▶ **Activity**: Wherever the word "ratatui" appears in a line of the records, copy that line.

====== The data ======

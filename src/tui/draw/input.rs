//! Input field and bottom shortcut bar.

use ratatui::Frame;
use ratatui::layout::{Position, Rect};
use ratatui::style::Style;
use ratatui::text::{Line, Span};
use ratatui::widgets::{Block, Borders, Paragraph};

use super::super::app::App;
use super::super::shortcuts::labels;

/// Draw the input block and set the cursor position.
pub(crate) fn draw_input(f: &mut Frame, app: &mut App, area: Rect) {
    let palette = app.palette();
    let border_color = if app.is_loading() {
        palette.border
    } else {
        palette.accent
    };
    let block = Block::default()
        .borders(Borders::ALL)
        .border_style(Style::default().fg(border_color));
    let inner = block.inner(area);

    let width = inner.width as usize;
    let input_width = textwrap::core::display_width(&app.input);
    let content = if app.input.is_empty() {
        Span::styled(app.info().placeholder.clone(), Style::default().fg(palette.muted))
    } else if input_width >= width && width > 1 {
        // Keep the tail visible while typing past the edge.
        let tail: String = app
            .input
            .chars()
            .rev()
            .scan(0usize, |acc, c| {
                *acc += textwrap::core::display_width(c.encode_utf8(&mut [0; 4]));
                (*acc < width).then_some(c)
            })
            .collect::<Vec<_>>()
            .into_iter()
            .rev()
            .collect();
        Span::styled(tail, Style::default().fg(palette.text))
    } else {
        Span::styled(app.input.clone(), Style::default().fg(palette.text))
    };
    f.render_widget(Paragraph::new(Line::from(content)).block(block), area);

    if !app.is_loading() && app.history_selector.is_none() {
        let offset = input_width.min(width.saturating_sub(1)) as u16;
        f.set_cursor_position(Position::new(inner.x + offset, inner.y));
    }
}

pub(crate) fn draw_bottom_bar(f: &mut Frame, app: &mut App, area: Rect) {
    let palette = app.palette();
    f.render_widget(
        Paragraph::new(labels::bottom_bar(app.is_loading(), palette.muted)),
        area,
    );
}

======

▶ **Task solution**:
use ratatui::Frame;
use ratatui::layout::{Position, Rect};
use ratatui::style::Style;
use ratatui::text::{Line, Span};
use ratatui::widgets::{Block, Borders, Paragraph};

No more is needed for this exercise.